Work to complete: Copy the entries exactly, through the "never awaits storage." line.
= = = = = = =
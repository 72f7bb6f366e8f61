//! Lightweight preference storage contracts and adapters.
//!
//! Values are stored as raw JSON text per key, mirroring the browser's `localStorage` model. The
//! boundary is synchronous: every backing store this runtime targets answers immediately, and the
//! workspace core never awaits storage.

use std::{cell::RefCell, collections::HashMap, rc::Rc};

use serde::{de::DeserializeOwned, Serialize};

/// Host service for lightweight preference values (JSON stored as text per key).
pub trait PrefsStore {
    /// Loads a raw JSON string for a preference key.
    fn load_pref(&self, key: &str) -> Result<Option<String>, String>;

    /// Saves a raw JSON string for a preference key, overwriting any previous value.
    fn save_pref(&self, key: &str, raw_json: &str) -> Result<(), String>;

    /// Deletes a preference key.
    fn delete_pref(&self, key: &str) -> Result<(), String>;
}

#[derive(Debug, Clone, Copy, Default)]
/// No-op preference store for unsupported targets and baseline tests.
pub struct NoopPrefsStore;

impl PrefsStore for NoopPrefsStore {
    fn load_pref(&self, _key: &str) -> Result<Option<String>, String> {
        Ok(None)
    }

    fn save_pref(&self, _key: &str, _raw_json: &str) -> Result<(), String> {
        Ok(())
    }

    fn delete_pref(&self, _key: &str) -> Result<(), String> {
        Ok(())
    }
}

#[derive(Debug, Clone, Default)]
/// In-memory preference store keyed by string.
///
/// Clones share the same backing map, which lets tests keep a handle to the store after moving
/// another handle into a runtime.
pub struct MemoryPrefsStore {
    inner: Rc<RefCell<HashMap<String, String>>>,
}

impl MemoryPrefsStore {
    /// Returns the raw value stored under `key`, if any.
    pub fn raw(&self, key: &str) -> Option<String> {
        self.inner.borrow().get(key).cloned()
    }

    /// Returns the number of keys currently stored.
    pub fn len(&self) -> usize {
        self.inner.borrow().len()
    }

    /// Returns whether the store holds no keys.
    pub fn is_empty(&self) -> bool {
        self.inner.borrow().is_empty()
    }
}

impl PrefsStore for MemoryPrefsStore {
    fn load_pref(&self, key: &str) -> Result<Option<String>, String> {
        Ok(self.inner.borrow().get(key).cloned())
    }

    fn save_pref(&self, key: &str, raw_json: &str) -> Result<(), String> {
        self.inner
            .borrow_mut()
            .insert(key.to_string(), raw_json.to_string());
        Ok(())
    }

    fn delete_pref(&self, key: &str) -> Result<(), String> {
        self.inner.borrow_mut().remove(key);
        Ok(())
    }
}

/// Loads and deserializes a typed preference value through a [`PrefsStore`] implementation.
///
/// # Errors
///
/// Returns an error when the store or JSON deserialization fails.
pub fn load_pref_with<S: PrefsStore + ?Sized, T: DeserializeOwned>(
    store: &S,
    key: &str,
) -> Result<Option<T>, String> {
    let Some(raw) = store.load_pref(key)? else {
        return Ok(None);
    };
    let value = serde_json::from_str(&raw).map_err(|e| e.to_string())?;
    Ok(Some(value))
}

/// Serializes and saves a typed preference value through a [`PrefsStore`] implementation.
///
/// # Errors
///
/// Returns an error when serialization or store save fails.
pub fn save_pref_with<S: PrefsStore + ?Sized, T: Serialize>(
    store: &S,
    key: &str,
    value: &T,
) -> Result<(), String> {
    let raw = serde_json::to_string(value).map_err(|e| e.to_string())?;
    store.save_pref(key, &raw)
}
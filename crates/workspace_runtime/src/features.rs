//! Compiled-in feature registry: which features exist, their titles, and their icons.

use std::sync::OnceLock;

use serde::Deserialize;
use serde_json::Value;

use crate::model::{AppId, SettingsState};
use crate::reducer::WorkspaceAction;

include!(concat!(env!("OUT_DIR"), "/feature_catalog_generated.rs"));

#[derive(Debug, Clone, Copy, PartialEq, Eq, Deserialize)]
#[serde(rename_all = "snake_case")]
pub enum FeatureCategory {
    Code,
    Editor,
    Workspace,
}

#[derive(Debug, Clone, PartialEq, Eq, Deserialize)]
pub struct FeatureDescriptor {
    pub feature_id: String,
    pub title: String,
    pub icon: String,
    pub category: FeatureCategory,
    pub description: String,
}

impl FeatureDescriptor {
    pub fn app_id(&self) -> AppId {
        AppId::new(self.feature_id.clone())
    }
}

/// Returns every registered feature in catalog order.
pub fn feature_catalog() -> &'static [FeatureDescriptor] {
    static CATALOG: OnceLock<Vec<FeatureDescriptor>> = OnceLock::new();
    CATALOG.get_or_init(|| {
        serde_json::from_str(FEATURE_CATALOG_JSON)
            .expect("generated feature catalog should parse")
    })
}

pub fn feature_descriptor(app_id: &AppId) -> Option<&'static FeatureDescriptor> {
    feature_catalog()
        .iter()
        .find(|entry| entry.feature_id == app_id.as_str())
}

/// Returns the features the user has not hidden, in catalog order.
pub fn visible_features(settings: &SettingsState) -> Vec<&'static FeatureDescriptor> {
    feature_catalog()
        .iter()
        .filter(|entry| !settings.is_feature_hidden(&entry.feature_id))
        .collect()
}

/// Builds an Open action titled from the registry. Returns `None` for unregistered features.
pub fn open_action(app_id: &AppId, props: Option<Value>) -> Option<WorkspaceAction> {
    let descriptor = feature_descriptor(app_id)?;
    Some(WorkspaceAction::Open {
        app_id: app_id.clone(),
        title: descriptor.title.clone(),
        props,
    })
}
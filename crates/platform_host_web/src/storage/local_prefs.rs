//! `localStorage`-backed preference store implementation.
//!
//! `localStorage` is synchronous, so this adapter maps one-to-one onto
//! [`platform_host::PrefsStore`]. Quota and "storage disabled" failures surface as `Err` strings
//! for the caller to log.

use platform_host::PrefsStore;
use serde::{de::DeserializeOwned, Serialize};

#[derive(Debug, Clone, Copy, Default)]
/// Browser preference store backed by `window.localStorage`.
pub struct WebPrefsStore;

impl WebPrefsStore {
    /// Loads a raw JSON string for a preference key.
    pub fn load_json(self, key: &str) -> Option<String> {
        #[cfg(target_arch = "wasm32")]
        {
            let storage = web_sys::window()?.local_storage().ok().flatten()?;
            storage.get_item(key).ok().flatten()
        }

        #[cfg(not(target_arch = "wasm32"))]
        {
            let _ = key;
            None
        }
    }

    /// Saves a raw JSON string for a preference key.
    ///
    /// # Errors
    ///
    /// Returns an error when localStorage is unavailable or the write fails (for example when the
    /// quota is exceeded).
    pub fn save_json(self, key: &str, raw_json: &str) -> Result<(), String> {
        #[cfg(target_arch = "wasm32")]
        {
            let storage = web_sys::window()
                .and_then(|w| w.local_storage().ok().flatten())
                .ok_or_else(|| "localStorage unavailable".to_string())?;
            storage
                .set_item(key, raw_json)
                .map_err(|e| format!("localStorage set_item failed: {e:?}"))
        }

        #[cfg(not(target_arch = "wasm32"))]
        {
            let _ = (key, raw_json);
            Ok(())
        }
    }

    /// Deletes a preference key from localStorage.
    ///
    /// # Errors
    ///
    /// Returns an error when localStorage is unavailable or the delete fails.
    pub fn delete_json(self, key: &str) -> Result<(), String> {
        #[cfg(target_arch = "wasm32")]
        {
            let storage = web_sys::window()
                .and_then(|w| w.local_storage().ok().flatten())
                .ok_or_else(|| "localStorage unavailable".to_string())?;
            storage
                .remove_item(key)
                .map_err(|e| format!("localStorage remove_item failed: {e:?}"))
        }

        #[cfg(not(target_arch = "wasm32"))]
        {
            let _ = key;
            Ok(())
        }
    }

    /// Loads and deserializes a typed preference value. Malformed values read as absent.
    pub fn load_typed<T: DeserializeOwned>(self, key: &str) -> Option<T> {
        let raw = self.load_json(key)?;
        serde_json::from_str(&raw).ok()
    }

    /// Serializes and saves a typed preference value.
    ///
    /// # Errors
    ///
    /// Returns an error when serialization or localStorage write fails.
    pub fn save_typed<T: Serialize>(self, key: &str, value: &T) -> Result<(), String> {
        let raw = serde_json::to_string(value).map_err(|e| e.to_string())?;
        self.save_json(key, &raw)
    }
}

impl PrefsStore for WebPrefsStore {
    fn load_pref(&self, key: &str) -> Result<Option<String>, String> {
        Ok(self.load_json(key))
    }

    fn save_pref(&self, key: &str, raw_json: &str) -> Result<(), String> {
        self.save_json(key, raw_json)
    }

    fn delete_pref(&self, key: &str) -> Result<(), String> {
        self.delete_json(key)
    }
}
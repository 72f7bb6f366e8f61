use std::rc::Rc;

use platform_host::{HostServices, HostStrategy, PrefsStore, TimerService};

use crate::{WebPrefsStore, WebTimerService};

/// Returns the browser preference store.
pub fn prefs_store() -> Rc<dyn PrefsStore> {
    Rc::new(WebPrefsStore)
}

/// Returns a fresh browser timer service.
pub fn timer_service() -> Rc<dyn TimerService> {
    Rc::new(WebTimerService::default())
}

/// Assembles the browser host bundle injected into the workspace runtime.
pub fn build_host_services() -> HostServices {
    HostServices::new(prefs_store(), timer_service(), HostStrategy::Browser)
}
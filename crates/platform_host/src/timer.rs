//! Timer contracts for deferred host work.
//!
//! The runtime never sleeps or polls: it arms a one-shot timer through [`TimerService`] and keeps
//! the returned [`TimerHandle`] so the timer can be cleared when it is superseded or its owner is
//! torn down.

use std::{cell::RefCell, collections::BTreeMap, fmt, rc::Rc, time::Duration};

/// One-shot callback invoked when a timer elapses.
pub type TimerCallback = Box<dyn FnOnce()>;

/// Opaque handle identifying an armed timer.
#[derive(Debug, Clone, Copy, PartialEq, Eq, PartialOrd, Ord, Hash)]
pub struct TimerHandle(pub u64);

/// Host service for arming and clearing one-shot timers.
pub trait TimerService {
    /// Arms a timer that invokes `callback` once after `delay` elapses.
    fn set_timeout(&self, delay: Duration, callback: TimerCallback) -> TimerHandle;

    /// Clears a pending timer. Clearing an elapsed or unknown handle is a no-op.
    fn clear_timeout(&self, handle: TimerHandle);
}

struct ScheduledTimer {
    deadline: Duration,
    callback: TimerCallback,
}

#[derive(Default)]
struct ManualTimerState {
    now: Duration,
    next_handle: u64,
    pending: BTreeMap<TimerHandle, ScheduledTimer>,
}

/// Deterministic timer service driven by an explicit virtual clock.
///
/// Nothing fires until [`ManualTimerService::advance`] moves the clock past a deadline. Clones
/// share the same clock and timer table.
#[derive(Clone, Default)]
pub struct ManualTimerService {
    inner: Rc<RefCell<ManualTimerState>>,
}

impl fmt::Debug for ManualTimerService {
    fn fmt(&self, f: &mut fmt::Formatter<'_>) -> fmt::Result {
        let state = self.inner.borrow();
        f.debug_struct("ManualTimerService")
            .field("now", &state.now)
            .field("pending", &state.pending.len())
            .finish()
    }
}

impl ManualTimerService {
    /// Returns the current virtual time.
    pub fn now(&self) -> Duration {
        self.inner.borrow().now
    }

    /// Returns the number of armed timers that have not fired or been cleared.
    pub fn pending_count(&self) -> usize {
        self.inner.borrow().pending.len()
    }

    /// Advances the virtual clock by `by`, firing every timer whose deadline is reached.
    ///
    /// Timers fire in deadline order (ties in arming order). Callbacks may arm or clear timers;
    /// newly armed timers that fall inside the advanced window fire during the same call.
    /// Returns the number of callbacks invoked.
    pub fn advance(&self, by: Duration) -> usize {
        let target = self.inner.borrow().now.saturating_add(by);
        let mut fired = 0;
        loop {
            let next = {
                let state = self.inner.borrow();
                state
                    .pending
                    .iter()
                    .filter(|(_, timer)| timer.deadline <= target)
                    .min_by_key(|(handle, timer)| (timer.deadline, **handle))
                    .map(|(handle, _)| *handle)
            };
            let Some(handle) = next else {
                break;
            };

            // Release the borrow before running the callback so it can re-arm timers.
            let timer = {
                let mut state = self.inner.borrow_mut();
                let timer = state.pending.remove(&handle);
                if let Some(timer) = &timer {
                    state.now = state.now.max(timer.deadline);
                }
                timer
            };
            if let Some(timer) = timer {
                (timer.callback)();
                fired += 1;
            }
        }
        self.inner.borrow_mut().now = target;
        fired
    }
}

impl TimerService for ManualTimerService {
    fn set_timeout(&self, delay: Duration, callback: TimerCallback) -> TimerHandle {
        let mut state = self.inner.borrow_mut();
        state.next_handle = state.next_handle.saturating_add(1);
        let handle = TimerHandle(state.next_handle);
        let deadline = state.now.saturating_add(delay);
        state
            .pending
            .insert(handle, ScheduledTimer { deadline, callback });
        handle
    }

    fn clear_timeout(&self, handle: TimerHandle) {
        self.inner.borrow_mut().pending.remove(&handle);
    }
}

#[cfg(test)]
mod tests {
    use std::cell::Cell;

    use pretty_assertions::assert_eq;

    use super::*;

    fn counter_callback(counter: &Rc<Cell<u32>>) -> TimerCallback {
        let counter = Rc::clone(counter);
        Box::new(move || counter.set(counter.get() + 1))
    }

    #[test]
    fn timer_fires_only_after_deadline() {
        let timers = ManualTimerService::default();
        let fired = Rc::new(Cell::new(0));
        timers.set_timeout(Duration::from_millis(500), counter_callback(&fired));

        assert_eq!(timers.advance(Duration::from_millis(499)), 0);
        assert_eq!(fired.get(), 0);
        assert_eq!(timers.advance(Duration::from_millis(1)), 1);
        assert_eq!(fired.get(), 1);
        assert_eq!(timers.pending_count(), 0);
        assert_eq!(timers.now(), Duration::from_millis(500));
    }

    #[test]
    fn cleared_timer_never_fires() {
        let timers = ManualTimerService::default();
        let fired = Rc::new(Cell::new(0));
        let handle = timers.set_timeout(Duration::from_millis(10), counter_callback(&fired));
        timers.clear_timeout(handle);
        timers.clear_timeout(handle);

        assert_eq!(timers.advance(Duration::from_secs(1)), 0);
        assert_eq!(fired.get(), 0);
    }

    #[test]
    fn callbacks_may_arm_follow_up_timers() {
        let timers = ManualTimerService::default();
        let fired = Rc::new(Cell::new(0));
        let inner_timers = timers.clone();
        let inner_fired = Rc::clone(&fired);
        timers.set_timeout(
            Duration::from_millis(10),
            Box::new(move || {
                inner_fired.set(inner_fired.get() + 1);
                inner_timers.set_timeout(Duration::from_millis(10), counter_callback(&inner_fired));
            }),
        );

        assert_eq!(timers.advance(Duration::from_millis(25)), 2);
        assert_eq!(fired.get(), 2);
    }

    #[test]
    fn handles_are_unique() {
        let timers = ManualTimerService::default();
        let a = timers.set_timeout(Duration::ZERO, Box::new(|| {}));
        let b = timers.set_timeout(Duration::ZERO, Box::new(|| {}));
        assert_ne!(a, b);
    }
}
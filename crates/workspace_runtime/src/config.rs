//! Runtime configuration for storage keys, write debouncing, and startup restore.

use std::time::Duration;

use serde::Deserialize;
use thiserror::Error;

pub const DEFAULT_SNAPSHOT_KEY: &str = "workspace-state";
pub const DEFAULT_CONSENT_KEY: &str = "workspace-persistence-consent";
pub const DEFAULT_PERSIST_DEBOUNCE_MS: u64 = 500;

#[derive(Debug, Error)]
pub enum ConfigError {
    #[error("invalid workspace config: {0}")]
    Parse(#[from] toml::de::Error),
}

/// Workspace runtime settings. Every field falls back to its default when omitted.
#[derive(Debug, Clone, PartialEq, Eq, Deserialize)]
#[serde(default, deny_unknown_fields)]
pub struct WorkspaceConfig {
    /// Storage key holding the persisted snapshot.
    pub snapshot_key: String,
    /// Storage key holding the user's persistence consent flag.
    pub consent_key: String,
    /// Quiet interval after the last change before the snapshot is written.
    pub persist_debounce_ms: u64,
    /// Whether startup hydration reads the persisted snapshot at all.
    pub restore_on_start: bool,
}

impl Default for WorkspaceConfig {
    fn default() -> Self {
        Self {
            snapshot_key: DEFAULT_SNAPSHOT_KEY.to_string(),
            consent_key: DEFAULT_CONSENT_KEY.to_string(),
            persist_debounce_ms: DEFAULT_PERSIST_DEBOUNCE_MS,
            restore_on_start: true,
        }
    }
}

impl WorkspaceConfig {
    /// Parses a TOML document into a config.
    ///
    /// # Errors
    ///
    /// Returns [`ConfigError::Parse`] for malformed TOML, wrong value types, or unknown keys.
    pub fn from_toml_str(raw: &str) -> Result<Self, ConfigError> {
        Ok(toml::from_str(raw)?)
    }

    pub fn persist_debounce(&self) -> Duration {
        Duration::from_millis(self.persist_debounce_ms)
    }
}
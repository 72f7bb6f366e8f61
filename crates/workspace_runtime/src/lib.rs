//! Window state machine for the toolkit workspace.
//!
//! A pure reducer ([`reduce_app`]) owns every transition, [`WorkspaceStore`] wraps it with
//! subscribers, and persistence goes through a consent-gated port behind a debounced writer.

pub mod config;
pub mod debounce;
pub mod features;
pub mod model;
pub mod persistence;
pub mod reducer;
pub mod store;
pub mod window_manager;

pub use config::{ConfigError, WorkspaceConfig};
pub use debounce::DebouncedWriter;
pub use features::{feature_catalog, feature_descriptor, open_action, visible_features};
pub use model::*;
pub use persistence::{hydrate_initial_state, PersistenceError, PersistencePort, SaveOutcome};
pub use reducer::{
    reduce_app, reduce_settings, reduce_workspace, AppAction, SettingsAction, WorkspaceAction,
};
pub use store::{SubscriptionId, WorkspaceStore};
pub use window_manager::{check_invariants, InvariantViolation};
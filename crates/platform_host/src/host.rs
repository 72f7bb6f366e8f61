//! Shared host-bundle model for browser and headless runtime composition.

use std::rc::Rc;

use crate::{ManualTimerService, MemoryPrefsStore, PrefsStore, TimerService};

/// Stable host strategy selected for the current build/runtime composition path.
#[derive(Debug, Clone, Copy, PartialEq, Eq)]
pub enum HostStrategy {
    /// Browser-backed runtime composition.
    Browser,
    /// Headless composition (tests, native tooling) with in-memory adapters.
    Headless,
}

impl HostStrategy {
    /// Returns a stable string token for diagnostics and runtime inspection.
    pub const fn as_str(self) -> &'static str {
        match self {
            Self::Browser => "browser",
            Self::Headless => "headless",
        }
    }
}

/// Runtime-selected host service bundle injected into the workspace runtime.
///
/// All environment-specific service selection happens before this bundle crosses into
/// `workspace_runtime`, which keeps the runtime decoupled from browser adapter details.
#[derive(Clone)]
pub struct HostServices {
    /// Lightweight durable key-value store.
    pub prefs: Rc<dyn PrefsStore>,
    /// One-shot timer service used for deferred writes.
    pub timers: Rc<dyn TimerService>,
    /// Stable strategy identifier for diagnostics.
    pub host_strategy: HostStrategy,
}

impl HostServices {
    /// Builds a host bundle from explicit adapters.
    pub fn new(
        prefs: Rc<dyn PrefsStore>,
        timers: Rc<dyn TimerService>,
        host_strategy: HostStrategy,
    ) -> Self {
        Self {
            prefs,
            timers,
            host_strategy,
        }
    }

    /// Builds a headless bundle over the given in-memory store and manual clock.
    ///
    /// Callers keep their own clones of `prefs` and `timers` to inspect writes and drive time.
    pub fn headless(prefs: MemoryPrefsStore, timers: ManualTimerService) -> Self {
        Self::new(Rc::new(prefs), Rc::new(timers), HostStrategy::Headless)
    }
}

impl std::fmt::Debug for HostServices {
    fn fmt(&self, f: &mut std::fmt::Formatter<'_>) -> std::fmt::Result {
        f.debug_struct("HostServices")
            .field("host_strategy", &self.host_strategy)
            .finish_non_exhaustive()
    }
}
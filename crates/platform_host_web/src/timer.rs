//! `setTimeout`-backed timer service.

use std::{cell::RefCell, collections::HashMap, rc::Rc, time::Duration};

use platform_host::{TimerCallback, TimerHandle, TimerService};

#[derive(Debug, Default)]
struct WebTimerState {
    next_handle: u64,
    // Runtime handle -> browser timeout id.
    active: HashMap<TimerHandle, i32>,
}

/// Browser timer service backed by `window.setTimeout` / `window.clearTimeout`.
///
/// Outside `wasm32` there is no event loop to drive timers, so armed callbacks are dropped without
/// running; hosts that need deferred work natively use [`platform_host::ManualTimerService`].
#[derive(Debug, Clone, Default)]
pub struct WebTimerService {
    inner: Rc<RefCell<WebTimerState>>,
}

impl WebTimerService {
    fn allocate_handle(&self) -> TimerHandle {
        let mut state = self.inner.borrow_mut();
        state.next_handle = state.next_handle.saturating_add(1);
        TimerHandle(state.next_handle)
    }

    /// Returns the number of browser timeouts armed through this service that have not fired.
    pub fn active_count(&self) -> usize {
        self.inner.borrow().active.len()
    }
}

impl TimerService for WebTimerService {
    fn set_timeout(&self, delay: Duration, callback: TimerCallback) -> TimerHandle {
        let handle = self.allocate_handle();

        #[cfg(target_arch = "wasm32")]
        {
            use wasm_bindgen::{closure::Closure, JsCast};

            let state = Rc::downgrade(&self.inner);
            // `once_into_js` frees the closure after its single invocation.
            let js_callback = Closure::once_into_js(move || {
                if let Some(state) = state.upgrade() {
                    state.borrow_mut().active.remove(&handle);
                }
                callback();
            });
            let delay_ms = i32::try_from(delay.as_millis()).unwrap_or(i32::MAX);
            let armed = web_sys::window().and_then(|window| {
                window
                    .set_timeout_with_callback_and_timeout_and_arguments_0(
                        js_callback.unchecked_ref(),
                        delay_ms,
                    )
                    .ok()
            });
            if let Some(browser_id) = armed {
                self.inner.borrow_mut().active.insert(handle, browser_id);
            }
        }

        #[cfg(not(target_arch = "wasm32"))]
        {
            let _ = (delay, callback);
        }

        handle
    }

    fn clear_timeout(&self, handle: TimerHandle) {
        let Some(browser_id) = self.inner.borrow_mut().active.remove(&handle) else {
            return;
        };

        #[cfg(target_arch = "wasm32")]
        {
            if let Some(window) = web_sys::window() {
                window.clear_timeout_with_handle(browser_id);
            }
        }

        #[cfg(not(target_arch = "wasm32"))]
        {
            let _ = browser_id;
        }
    }
}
= = = = = = =
Solved problem:
repository 72f7bb6f366e8f61
//! Lightweight preference storage contracts and adapters.
//!
//! Values are stored as raw JSON text per key, mirroring the browser's `localStorage` model. The
//! boundary is synchronous: every backing store this runtime targets answers immediately, and the
//! workspace core never awaits storage.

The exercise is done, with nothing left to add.